Simulating a Fun Probability Problem in Python
At school right now, I am taking a course in discrete mathematics. The topic we are on right now is probability. For one of our homeworks, we got the following problem:
We are to choose between two games A, and B. In game A you roll a fair die once and you receive the number of dollars on the top face. In game B you roll two fair dice and you receive the maximum of the two values shown on the top face. It cost $3 dollars to play game A, and $4 to play game B. Which game should we choose?
Now, if I was a better student, I would jump right into the textbook or notes and try to figure out this problem in elegant, mathematical way. Instead of taking that boring route, I wrote a little Python script to simulate this problem. Haters, don't worry. I do know enough about statistics to be confident that if I run these games a whole bunch of times (let's go with 100,000 times) that I will be able to confidently see which of the two games is more profitable.

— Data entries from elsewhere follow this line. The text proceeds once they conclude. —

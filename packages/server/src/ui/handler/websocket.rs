//! WebSocket connection handlers.

use std::sync::Arc;

use axum::{
    extract::{
        Query, State,
        ws::{Message, WebSocket, WebSocketUpgrade},
    },
    http::StatusCode,
    response::IntoResponse,
};
use futures_util::{sink::SinkExt, stream::StreamExt};
use tokio::{sync::mpsc, task::JoinHandle};

use crate::{
    domain::{
        CursorColor, CursorPosition, PeerId, PeerSender, PeerUpdate, PresenceName, RoomKey,
        TxOperation, ValueObjectError,
    },
    infrastructure::dto::websocket::{
        ClientMessage, Namespace, PeerPresenceDto, PlayerDto, ServerMessage, TxOpDto,
    },
    ui::state::{AppState, ConnectQuery},
    usecase::{
        ApplyTransactionUseCase, ConnectPeerUseCase, DisconnectPeerUseCase, PresenceError,
        QueryPlayersUseCase, RoomNotice, TransactError, UpdatePresenceUseCase,
    },
};

pub async fn websocket_handler(
    ws: WebSocketUpgrade,
    State(state): State<Arc<AppState>>,
    Query(query): Query<ConnectQuery>,
) -> Result<impl IntoResponse, StatusCode> {
    if query.app_id != state.app_id {
        tracing::warn!("Rejecting connection for unknown app id '{}'", query.app_id);
        return Err(StatusCode::NOT_FOUND);
    }

    Ok(ws.on_upgrade(move |socket| handle_socket(socket, state)))
}

/// Forwarding task of a live query subscription, aborted on drop
struct QuerySubscription(JoinHandle<()>);

impl Drop for QuerySubscription {
    fn drop(&mut self) {
        self.0.abort();
    }
}

async fn handle_socket(socket: WebSocket, state: Arc<AppState>) {
    // Create a channel for this peer to receive messages
    let (tx, mut rx) = mpsc::unbounded_channel::<String>();

    let connect_usecase = ConnectPeerUseCase::new(state.presence.clone());
    let peer_id = match connect_usecase.execute(tx.clone()).await {
        Ok(id) => id,
        Err(e) => {
            tracing::error!("Failed to register peer: {}", e);
            return;
        }
    };
    tracing::info!("Peer '{}' connected", peer_id);

    send_message(
        &tx,
        &ServerMessage::Connected {
            peer_id: peer_id.as_str().to_string(),
        },
    );

    let (mut sender, mut receiver) = socket.split();

    let peer_id_clone = peer_id.clone();
    let state_clone = state.clone();

    // Spawn a task to receive messages from this peer
    let mut recv_task = tokio::spawn(async move {
        let mut subscription: Option<QuerySubscription> = None;

        while let Some(msg) = receiver.next().await {
            let msg = match msg {
                Ok(msg) => msg,
                Err(e) => {
                    tracing::error!("WebSocket error: {}", e);
                    break;
                }
            };

            match msg {
                Message::Text(text) => match serde_json::from_str::<ClientMessage>(&text) {
                    Ok(message) => {
                        handle_client_message(
                            &state_clone,
                            &peer_id_clone,
                            &tx,
                            &mut subscription,
                            message,
                        )
                        .await;
                    }
                    Err(e) => {
                        tracing::warn!("Failed to parse message from '{}': {}", peer_id_clone, e);
                        send_message(
                            &tx,
                            &ServerMessage::Error {
                                message: format!("malformed message: {e}"),
                            },
                        );
                    }
                },
                Message::Ping(_) => {
                    tracing::debug!("Received ping");
                    // Ping/pong is handled automatically by the WebSocket protocol
                }
                Message::Close(_) => {
                    tracing::info!("Peer '{}' requested close", peer_id_clone);
                    break;
                }
                _ => {}
            }
        }
    });

    // Spawn a task to write queued messages to this peer
    let mut send_task = tokio::spawn(async move {
        while let Some(msg) = rx.recv().await {
            if sender.send(Message::Text(msg.into())).await.is_err() {
                break;
            }
        }
    });

    // If any one of the tasks completes, abort the other
    tokio::select! {
        _ = &mut recv_task => send_task.abort(),
        _ = &mut send_task => recv_task.abort(),
    };

    let disconnect_usecase = DisconnectPeerUseCase::new(state.presence.clone());
    match disconnect_usecase.execute(&peer_id).await {
        Ok(notices) => {
            tracing::info!(
                "Peer '{}' disconnected ({} remaining)",
                peer_id,
                disconnect_usecase.count_remaining_peers().await
            );
            deliver_notices(&state, notices).await;
        }
        Err(e) => {
            tracing::warn!("Failed to disconnect peer '{}': {}", peer_id, e);
        }
    }
}

async fn handle_client_message(
    state: &Arc<AppState>,
    peer_id: &PeerId,
    tx: &PeerSender,
    subscription: &mut Option<QuerySubscription>,
    message: ClientMessage,
) {
    match message {
        ClientMessage::SubscribeQuery { namespace } => {
            tracing::debug!("Peer '{}' subscribed to {:?}", peer_id, namespace);
            // Replacing the previous subscription aborts its task.
            *subscription = Some(spawn_query_subscription(state, namespace, tx.clone()));
        }
        ClientMessage::UnsubscribeQuery { namespace } => {
            tracing::debug!("Peer '{}' unsubscribed from {:?}", peer_id, namespace);
            *subscription = None;
        }
        ClientMessage::Transact { ops } => {
            if let Err(e) = apply_transaction(state, ops).await {
                tracing::warn!("Transaction from '{}' rejected: {}", peer_id, e);
                send_message(
                    tx,
                    &ServerMessage::TransactionRejected {
                        reason: e.to_string(),
                    },
                );
            }
        }
        ClientMessage::JoinRoom {
            room_type,
            room_id,
            color,
        } => {
            let update = join_room_update(room_type, room_id, color);
            update_presence(state, peer_id, tx, update).await;
        }
        ClientMessage::SyncPresence { presence } => {
            let update = PeerUpdate::Name(PresenceName::new(presence.name));
            update_presence(state, peer_id, tx, Ok(update)).await;
        }
        ClientMessage::MoveCursor { x, y } => {
            let update = CursorPosition::new(x, y).map(PeerUpdate::Cursor);
            update_presence(state, peer_id, tx, update).await;
        }
        ClientMessage::LeaveRoom => {
            update_presence(state, peer_id, tx, Ok(PeerUpdate::LeaveRoom)).await;
        }
    }
}

/// Convert String -> Domain Models and apply them as one transaction
async fn apply_transaction(
    state: &Arc<AppState>,
    ops: Vec<TxOpDto>,
) -> Result<(), TransactError> {
    let operations = ops
        .into_iter()
        .map(TxOperation::try_from)
        .collect::<Result<Vec<_>, ValueObjectError>>()?;

    ApplyTransactionUseCase::new(state.players.clone())
        .execute(operations)
        .await
}

fn join_room_update(
    room_type: String,
    room_id: String,
    color: Option<String>,
) -> Result<PeerUpdate, ValueObjectError> {
    Ok(PeerUpdate::JoinRoom {
        room: RoomKey::new(room_type, room_id)?,
        color: color.map(CursorColor::new).transpose()?,
    })
}

async fn update_presence(
    state: &Arc<AppState>,
    peer_id: &PeerId,
    tx: &PeerSender,
    update: Result<PeerUpdate, ValueObjectError>,
) {
    let result = match update {
        Ok(update) => {
            UpdatePresenceUseCase::new(state.presence.clone())
                .execute(peer_id, update)
                .await
        }
        Err(e) => Err(PresenceError::from(e)),
    };

    match result {
        Ok(notices) => deliver_notices(state, notices).await,
        Err(e) => {
            tracing::warn!("Presence update from '{}' failed: {}", peer_id, e);
            send_message(
                tx,
                &ServerMessage::Error {
                    message: e.to_string(),
                },
            );
        }
    }
}

fn spawn_query_subscription(
    state: &Arc<AppState>,
    namespace: Namespace,
    tx: PeerSender,
) -> QuerySubscription {
    let usecase = QueryPlayersUseCase::new(state.players.clone());
    let mut revision = usecase.subscribe();

    QuerySubscription(tokio::spawn(async move {
        loop {
            // Mark the current revision as seen before reading, so a commit
            // racing with the read triggers another snapshot.
            revision.borrow_and_update();
            let message = match usecase.execute().await {
                Ok(players) => ServerMessage::QueryResult {
                    namespace,
                    players: players.iter().map(PlayerDto::from).collect(),
                },
                Err(e) => {
                    tracing::error!("Query failed: {}", e);
                    ServerMessage::QueryError {
                        namespace,
                        message: e.to_string(),
                    }
                }
            };
            if !send_message(&tx, &message) {
                break;
            }
            if revision.changed().await.is_err() {
                break;
            }
        }
    }))
}

async fn deliver_notices(state: &Arc<AppState>, notices: Vec<RoomNotice>) {
    for notice in notices {
        let Some(sender) = state.presence.sender(&notice.recipient).await else {
            continue;
        };
        let message = ServerMessage::PresenceSnapshot {
            room_type: notice.room.room_type().to_string(),
            room_id: notice.room.room_id().to_string(),
            revision: notice.revision,
            peers: notice.peers.iter().map(PeerPresenceDto::from).collect(),
        };
        if !send_message(&sender, &message) {
            tracing::warn!("Failed to send presence snapshot to '{}'", notice.recipient);
        }
    }
}

/// Queue a message for a peer; `false` when the peer is gone
fn send_message(tx: &PeerSender, message: &ServerMessage) -> bool {
    match serde_json::to_string(message) {
        Ok(json) => tx.send(json).is_ok(),
        Err(e) => {
            tracing::error!("Failed to serialize message: {}", e);
            false
        }
    }
}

First I needed a random number generator. Python's standard library includes this and countless other useful libraries that I could drone on about for hours.
import random
Now I need to write a function I can call over and over and over to simulate playing the two games repeatedly. I want to play the two games the same number of times, so let's toss them into a single function called test()
, which will return the net profit of both games for that specific round.
def test():
# game A
# we get the value of the dice but we have to subtract the cost of the game
profitA = random.randint(1, 6) - 3
#game B
# we get the maximum of the two dice but, again, we have to subtract the cost of the game
profitB = max(random.randint(1, 6), random.randint(1, 6)) - 4
return profitA, profitB
That looks good. Now we need a function that will loop the test over and over and accumulate the total net profit. This function should take the number of times I want to repeat the test as a parameter.
def runTests(repititions):
sumA = 0
sumB = 0
for i in range(repititions):
profitA, profitB = test()
sumA += profitA
sumB += profitB
return sumA, sumB
Perfect! Now all we need to do is take the user input asking how many repetitions, run the tests, and report the outcome.
repititions = int(raw_input("Repititions: "))
sumA, sumB = runTests(repititions)
print
print "Game A net profit: $"+str(sumA)+".00 ($"+str(sumA / float(repititions))+" per game)"
print "Game B net profit: $"+str(sumB)+".00 ($"+str(sumB / float(repititions))+" per game)"
print
print "Based off of these tests, game "+("A" if sumA > sumB else "B")+" is more profitable."
Awesome! All done. Here is the output of the program.
Repititions: 500000
Game A net profit: $249316.00 ($0.498632 per game)
Game B net profit: $238126.00 ($0.476252 per game)
Based off of these tests, game A is more profitable.
As you can see, it's really easy to get a hack-job answer to a non-obvious probability problem. All you need is a working knowledge of programming, and you're good to go! Python is especially nice for this task because it doesn't require compilation and is, syntactically, very easy to read and write.